Abstract
Confucius aimed to overcome the Spring and Autumn period and achieve order by restoring the humanist tradition and putting it right. At the same time, Confucius distanced himself from discovering the order of natural things, which caused him to be regarded as a representative humanist philosopher. This interpretation could be misleading in that it overlooks the natural aspect of Confucian philosophy. To that aspect, this article asserts that a moral practice in Confucianism has a natural
character.
The point emphasizing the natural character of Confucian philosophy must be argued in a way in that it does not disregard the humanist character of Confucian thought.
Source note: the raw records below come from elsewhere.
//! Integration tests for retrieval and rehydration

use std::sync::Arc;
use std::time::Duration;

use chrono::{Duration as ChronoDuration, Utc};
use tempfile::TempDir;
use tierhouse_core::{CompressionLevel, LineItem, Priority, Record, RecordId, TierLocation};
use tierhouse_storage::{codec, Error, TierEngine, TieringConfig};
use tokio::time::Instant;

const EXPEDITED: Duration = Duration::from_secs(5);
const STANDARD: Duration = Duration::from_secs(15);

fn record(seq: u32, days_ago: i64) -> Record {
    Record::new(
        RecordId::billing(seq),
        format!("CUST-{:03}", seq),
        Utc::now() - ChronoDuration::days(days_ago),
        seq as f64 * 1.23 + 100.0,
        "USD",
        "Cloud services usage",
        vec![
            LineItem::new("Compute", 1, 80.0),
            LineItem::new("Storage", 2, 10.0),
        ],
    )
}

fn config(dir: &TempDir) -> TieringConfig {
    TieringConfig {
        expedited_latency: EXPEDITED,
        standard_latency: STANDARD,
        ..TieringConfig::with_data_dir(dir.path())
    }
}

/// Engine holding one Archive-only record.
async fn archived(config: TieringConfig, seq: u32) -> (TierEngine, Record) {
    let engine = TierEngine::open(config).await.unwrap();
    let rec = record(seq, 400);
    engine.ingest(rec.clone()).await.unwrap();
    engine.run_transition_pass().await;
    assert_eq!(engine.locate(&rec.id).await, vec![TierLocation::Archive]);
    (engine, rec)
}

#[tokio::test]
async fn test_hot_record_served_directly() {
    let dir = TempDir::new().unwrap();
    let engine = TierEngine::open(config(&dir)).await.unwrap();
    let rec = record(1, 1);
    engine.ingest(rec.clone()).await.unwrap();

    let retrieved = engine.fetch(&rec.id, Priority::Standard, None).await.unwrap();
    assert_eq!(retrieved.served_from, TierLocation::Hot);
    assert_eq!(retrieved.record, rec);
}

#[tokio::test]
async fn test_hot_preferred_over_cool() {
    let dir = TempDir::new().unwrap();
    let engine = TierEngine::open(config(&dir)).await.unwrap();
    let rec = record(1, 100);
    engine.ingest(rec.clone()).await.unwrap();
    engine.run_transition_pass().await;

    // Plant a second, different copy in Hot behind the engine's back
    let mut newer = rec.clone();
    newer.description = "Hot copy".to_string();
    let bytes = codec::encode(&newer, None).unwrap();
    std::fs::write(dir.path().join("hot").join("BILL-00001.json"), &bytes).unwrap();
    drop(engine);

    let engine = TierEngine::open(config(&dir)).await.unwrap();
    let retrieved = engine.fetch(&rec.id, Priority::Standard, None).await.unwrap();
    assert_eq!(retrieved.served_from, TierLocation::Hot);
    assert_eq!(retrieved.record.description, "Hot copy");
}

#[tokio::test]
async fn test_cool_record_decompressed() {
    let dir = TempDir::new().unwrap();
    let engine = TierEngine::open(config(&dir)).await.unwrap();
    let rec = record(2, 100);
    engine.ingest(rec.clone()).await.unwrap();
    engine.run_transition_pass().await;

    let retrieved = engine.fetch(&rec.id, Priority::Standard, None).await.unwrap();
    assert_eq!(retrieved.served_from, TierLocation::Cool);
    assert_eq!(retrieved.record, rec);
}

// Scenario C
#[tokio::test]
async fn test_unknown_identifier_not_found() {
    let dir = TempDir::new().unwrap();
    let engine = TierEngine::open(config(&dir)).await.unwrap();

    let id = RecordId::parse_billing("bill-99999").unwrap();
    let result = engine.retrieve(&id, Priority::Expedited).await;
    assert!(matches!(result, Err(Error::NotFound(ref missing)) if *missing == id));
}

#[tokio::test(start_paused = true)]
async fn test_rehydration_preserves_content_and_priority_order() {
    let dir = TempDir::new().unwrap();
    let no_copies = TieringConfig {
        serve_rehydrated_copies: false,
        ..config(&dir)
    };
    let (engine, rec) = archived(no_copies, 3).await;

    let started = Instant::now();
    let expedited = engine.retrieve(&rec.id, Priority::Expedited).await.unwrap();
    let expedited_elapsed = started.elapsed();

    let started = Instant::now();
    let standard = engine.retrieve(&rec.id, Priority::Standard).await.unwrap();
    let standard_elapsed = started.elapsed();

    assert_eq!(expedited, rec);
    assert_eq!(standard, rec);
    assert!(expedited_elapsed >= EXPEDITED);
    assert!(standard_elapsed >= STANDARD);
    assert!(expedited_elapsed < standard_elapsed);

    // The authoritative copy never leaves Archive
    assert_eq!(engine.locate(&rec.id).await, vec![TierLocation::Archive]);
}

// Scenario D
#[tokio::test(start_paused = true)]
async fn test_concurrent_expedited_retrievals_share_one_delay() {
    let dir = TempDir::new().unwrap();
    let (engine, rec) = archived(config(&dir), 4).await;
    let engine = Arc::new(engine);

    let started = Instant::now();
    let a = tokio::spawn({
        let engine = engine.clone();
        let id = rec.id.clone();
        async move { engine.retrieve(&id, Priority::Expedited).await }
    });
    let b = tokio::spawn({
        let engine = engine.clone();
        let id = rec.id.clone();
        async move { engine.retrieve(&id, Priority::Expedited).await }
    });

    let a = a.await.unwrap().unwrap();
    let b = b.await.unwrap().unwrap();
    let elapsed = started.elapsed();

    assert_eq!(a, b);
    assert_eq!(a, rec);
    assert!(elapsed >= EXPEDITED);
    assert!(elapsed < EXPEDITED * 2);
    assert_eq!(engine.rehydrations_in_flight(), 0);
}

#[tokio::test(start_paused = true)]
async fn test_rehydrated_copy_served_without_delay() {
    let dir = TempDir::new().unwrap();
    let (engine, rec) = archived(config(&dir), 5).await;

    let first = engine.fetch(&rec.id, Priority::Standard, None).await.unwrap();
    assert_eq!(first.served_from, TierLocation::Archive);

    let started = Instant::now();
    let second = engine.fetch(&rec.id, Priority::Standard, None).await.unwrap();
    assert_eq!(second.served_from, TierLocation::RehydratedCache);
    assert_eq!(second.record, rec);
    assert!(started.elapsed() < EXPEDITED);
}

#[tokio::test(start_paused = true)]
async fn test_timeout_leaves_rehydration_running() {
    let dir = TempDir::new().unwrap();
    let (engine, rec) = archived(config(&dir), 6).await;

    let result = engine
        .retrieve_with_timeout(&rec.id, Priority::Standard, Duration::from_secs(1))
        .await;
    assert!(matches!(result, Err(Error::Timeout { .. })));

    tokio::time::sleep(STANDARD).await;
    while engine.rehydrations_in_flight() > 0 {
        tokio::time::sleep(Duration::from_millis(10)).await;
    }

    let contents = engine.tier_contents().await;
    assert_eq!(contents[&TierLocation::RehydratedCache].len(), 1);

    let retrieved = engine.fetch(&rec.id, Priority::Standard, None).await.unwrap();
    assert_eq!(retrieved.served_from, TierLocation::RehydratedCache);
}

#[tokio::test(start_paused = true)]
async fn test_corrupt_archive_payload_is_rehydration_error() {
    let dir = TempDir::new().unwrap();
    std::fs::create_dir_all(dir.path().join("archive")).unwrap();
    std::fs::write(
        dir.path().join("archive").join("BILL-00007.9.json.gz"),
        b"\x1f\x8b\x08 truncated",
    )
    .unwrap();
    let engine = TierEngine::open(config(&dir)).await.unwrap();

    let result = engine
        .retrieve(&RecordId::billing(7), Priority::Expedited)
        .await;
    assert!(matches!(result, Err(Error::Rehydration { .. })));
    assert!(engine.tier_contents().await[&TierLocation::RehydratedCache].is_empty());
}

#[tokio::test(start_paused = true)]
async fn test_cache_eviction_keeps_archive_copy() {
    let dir = TempDir::new().unwrap();
    let one_copy = codec::encode(&record(1, 400), None).unwrap().len() as u64;
    let small_cache = TieringConfig {
        rehydrated_cache_max_bytes: one_copy + one_copy / 2,
        ..config(&dir)
    };
    let engine = TierEngine::open(small_cache).await.unwrap();
    for seq in 1..=2 {
        engine.ingest(record(seq, 400)).await.unwrap();
    }
    engine.run_transition_pass().await;

    for seq in 1..=2 {
        engine
            .retrieve(&RecordId::billing(seq), Priority::Expedited)
            .await
            .unwrap();
    }

    let contents = engine.tier_contents().await;
    let cached: Vec<_> = contents[&TierLocation::RehydratedCache]
        .iter()
        .map(|e| e.id.clone())
        .collect();
    assert_eq!(cached, vec![RecordId::billing(2)]);
    assert_eq!(contents[&TierLocation::Archive].len(), 2);
    assert!(contents[&TierLocation::Archive]
        .iter()
        .all(|e| e.compression == Some(CompressionLevel::BEST)));

    // Evicted copies are simply restored again
    let evicted = engine
        .fetch(&RecordId::billing(1), Priority::Expedited, None)
        .await
        .unwrap();
    assert_eq!(evicted.served_from, TierLocation::Archive);
}
//! Error Types for Tierhouse
//!
//! This module defines the errors raised by the core record types and by the
//! record codec built on top of them.
//!
//! ## Error Categories
//!
//! ### I/O Errors
//! - Reading or writing a compression stream
//!
//! ### Data Integrity Errors
//! - `Decode`: a payload is not a well-formed record (corrupt or truncated)
//! - `Compression`: the gzip filter rejected the payload
//!
//! ### Validation Errors
//! - `InvalidRecord`: a record failed ingestion-time validation
//! - `InvalidIdentifier`: an identifier is empty or not filesystem safe
//! - `InvalidCompressionLevel`: a level outside 0..=9
//! - `InvalidPriority`: an unrecognised rehydration priority name
//!
//! ## Usage
//! All functions in Tierhouse return `Result<T>` which is aliased to `Result<T, Error>`.

use thiserror::Error;

#[derive(Debug, Error)]
pub enum Error {
    #[error("IO error: {0}")]
    Io(#[from] std::io::Error),

    #[error("Decode error: {0}")]
    Decode(String),

    #[error("Compression error: {0}")]
    Compression(String),

    #[error("Invalid record: {0}")]
    InvalidRecord(String),

    #[error("Invalid identifier: {0:?}")]
    InvalidIdentifier(String),

    #[error("Invalid compression level: {0} (expected 0-9)")]
    InvalidCompressionLevel(u32),

    #[error("Unknown priority: {0:?}")]
    InvalidPriority(String),
}

pub type Result<T> = std::result::Result<T, Error>;
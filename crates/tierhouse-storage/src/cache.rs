//! Rehydrated Cache with LRU Eviction
//!
//! Disk-backed overlay holding decompressed copies of Archive records. It is a
//! read-through convenience only: entries may be overwritten or evicted at any
//! time and are never the authoritative copy, so eviction never touches the
//! Archive tier.
//!
//! ## How It Works
//!
//! ```text
//! retrieve(BILL-00042) finds it only in Archive
//!         ↓
//! Rehydrator waits the priority delay, decompresses
//!         ↓
//! put() writes data/rehydrated/BILL-00042.json
//!         ↓
//! Cache over its byte budget?
//!         ↓
//!     YES → evict least recently used copies
//! ```
//!
//! Entries survive restarts: opening the cache rescans its directory, and the
//! byte budget is enforced again immediately.
//!
//! Eviction only removes copies whose identifier lock is free at that moment.
//! A copy in use is skipped and the next least recently used one goes instead.

use std::path::Path;
use std::sync::Arc;

use lru::LruCache;
use tierhouse_core::{Record, RecordId, TierLocation};
use tokio::sync::Mutex;

use crate::error::{Error, Result};
use crate::lock::KeyLocks;
use crate::store::{EntryMeta, FileTierStore, TierStore};

struct CacheState {
    /// Current total size of all cached copies
    current_size: u64,

    /// LRU tracker: maps record id → payload size
    lru: LruCache<RecordId, u64>,
}

/// Size-bounded LRU cache of rehydrated records
pub struct RehydratedCache {
    store: FileTierStore,
    max_size_bytes: u64,
    locks: Arc<KeyLocks>,
    state: Mutex<CacheState>,
}

impl RehydratedCache {
    /// Open the cache directory, index what is already there and trim it to
    /// `max_size_bytes`.
    pub async fn open(cache_dir: impl AsRef<Path>, max_size_bytes: u64) -> Result<Self> {
        Self::open_with_locks(cache_dir, max_size_bytes, Arc::new(KeyLocks::new())).await
    }

    /// Open the cache sharing the engine's per-identifier locks, so eviction
    /// never deletes a copy someone is reading or writing.
    pub async fn open_with_locks(
        cache_dir: impl AsRef<Path>,
        max_size_bytes: u64,
        locks: Arc<KeyLocks>,
    ) -> Result<Self> {
        let store = FileTierStore::open(cache_dir, TierLocation::RehydratedCache).await?;

        // Only the byte budget bounds the tracker
        let mut lru = LruCache::unbounded();
        let mut current_size = 0u64;
        for (id, meta) in store.entries().await {
            current_size += meta.size_bytes;
            lru.put(id, meta.size_bytes);
        }

        let cache = Self {
            store,
            max_size_bytes,
            locks,
            state: Mutex::new(CacheState { current_size, lru }),
        };
        {
            let mut state = cache.state.lock().await;
            cache.evict_if_needed(&mut state, None).await;
            tierhouse_observability::metrics::REHYDRATED_CACHE_BYTES.set(state.current_size as i64);
        }
        Ok(cache)
    }

    /// Get a rehydrated copy.
    ///
    /// Returns `None` on a miss. A copy that no longer decodes is dropped and
    /// reported as a miss, since the Archive original can always be restored again.
    pub async fn get(&self, id: &RecordId) -> Result<Option<Record>> {
        if !self.store.exists(id).await {
            return Ok(None);
        }

        match self.store.read(id).await {
            Ok(stored) => {
                self.state.lock().await.lru.get(id);
                tracing::debug!(record_id = %id, "Rehydrated cache hit");
                Ok(Some(stored.record))
            }
            Err(Error::MissingFromTier { .. }) => {
                self.forget(id).await;
                Ok(None)
            }
            Err(Error::CorruptRecord { reason, .. }) => {
                tracing::warn!(record_id = %id, reason = %reason, "Dropping corrupt rehydrated copy");
                self.remove(id).await?;
                Ok(None)
            }
            Err(e) => Err(e),
        }
    }

    /// Store a rehydrated copy, overwriting any previous one, then evict least
    /// recently used copies until the cache fits its budget again.
    pub async fn put(&self, record: &Record) -> Result<()> {
        let mut state = self.state.lock().await;

        let meta = self.store.write(record, None).await?;
        if let Some(previous) = state.lru.put(record.id.clone(), meta.size_bytes) {
            state.current_size = state.current_size.saturating_sub(previous);
        }
        state.current_size += meta.size_bytes;

        self.evict_if_needed(&mut state, Some(&record.id)).await;
        tierhouse_observability::metrics::REHYDRATED_CACHE_BYTES.set(state.current_size as i64);

        tracing::debug!(
            record_id = %record.id,
            size = meta.size_bytes,
            "Cached rehydrated copy"
        );
        Ok(())
    }

    /// Drop a copy. Missing copies are not an error.
    pub async fn remove(&self, id: &RecordId) -> Result<()> {
        let mut state = self.state.lock().await;
        match self.store.delete(id).await {
            Ok(()) | Err(Error::MissingFromTier { .. }) => {}
            Err(e) => return Err(e),
        }
        if let Some(size) = state.lru.pop(id) {
            state.current_size = state.current_size.saturating_sub(size);
        }
        tierhouse_observability::metrics::REHYDRATED_CACHE_BYTES.set(state.current_size as i64);
        Ok(())
    }

    pub async fn contains(&self, id: &RecordId) -> bool {
        self.store.exists(id).await
    }

    /// Every cached copy with its metadata.
    pub async fn entries(&self) -> Vec<(RecordId, EntryMeta)> {
        self.store.entries().await
    }

    async fn forget(&self, id: &RecordId) {
        let mut state = self.state.lock().await;
        if let Some(size) = state.lru.pop(id) {
            state.current_size = state.current_size.saturating_sub(size);
        }
    }

    /// Evict LRU copies until the budget holds. `keep` and copies whose
    /// identifier is locked right now are skipped.
    async fn evict_if_needed(&self, state: &mut CacheState, keep: Option<&RecordId>) {
        if state.current_size <= self.max_size_bytes {
            return;
        }

        let mut excess = state.current_size - self.max_size_bytes;
        let mut victims = Vec::new();
        for (id, size) in state.lru.iter().rev() {
            if excess == 0 {
                break;
            }
            if Some(id) == keep {
                continue;
            }
            let Some(guard) = self.locks.try_lock(id) else {
                tracing::debug!(record_id = %id, "Skipping busy rehydrated copy");
                continue;
            };
            victims.push((id.clone(), *size, guard));
            excess = excess.saturating_sub(*size);
        }

        for (id, size, _guard) in victims {
            state.lru.pop(&id);
            if let Err(e) = self.store.delete(&id).await {
                tracing::warn!(
                    record_id = %id,
                    error = %e,
                    "Failed to delete evicted rehydrated copy"
                );
            }
            state.current_size = state.current_size.saturating_sub(size);

            tracing::debug!(record_id = %id, size, "Evicted from rehydrated cache");
        }

        if state.current_size > self.max_size_bytes {
            tracing::warn!(
                current_size = state.current_size,
                max_size = self.max_size_bytes,
                "Rehydrated cache over budget, remaining copies are in use or just written"
            );
        }
    }

    /// Get cache statistics
    pub async fn stats(&self) -> CacheStats {
        let state = self.state.lock().await;

        CacheStats {
            current_size: state.current_size,
            max_size: self.max_size_bytes,
            entry_count: state.lru.len(),
            utilization_pct: if self.max_size_bytes == 0 {
                0.0
            } else {
                state.current_size as f64 / self.max_size_bytes as f64 * 100.0
            },
        }
    }
}

/// Cache statistics
#[derive(Debug, Clone)]
pub struct CacheStats {
    /// Current total size of cached copies
    pub current_size: u64,

    /// Maximum allowed cache size
    pub max_size: u64,

    /// Number of cached copies
    pub entry_count: usize,

    /// Cache utilization percentage (0-100)
    pub utilization_pct: f64,
}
This is possible by recognizing the dual aspect of Zhi (直), and I argue further that Confucius can be interpreted through the concept of moral naturalism. Definitions of Zhi in the Analects indicates that morality bases itself on forms of human life developed in a natural way. Confucius’s references surrounding Zhi underlie the concept that our moral beliefs and actions are not solely justified by reason alone but in a sense also depend on facts in the natural world, providing grounds to interpret his moral philosophy as a naturalism. On the other hand, that Confucius thinks Zhi alone cannot make one Ren differentiates his position from
strong naturalism, which reduces the normative realm of morality to causal laws of nature. From his emphasis on the cultivation of the given dispositions to personality, one can infer that Confucius did not agree with the reduction of moral norms to natural facts. The duality of Zhi showing the aspect of morality being forced by nature while not negating the proper character of morality can be properly and coherently understood from the view of soft naturalism.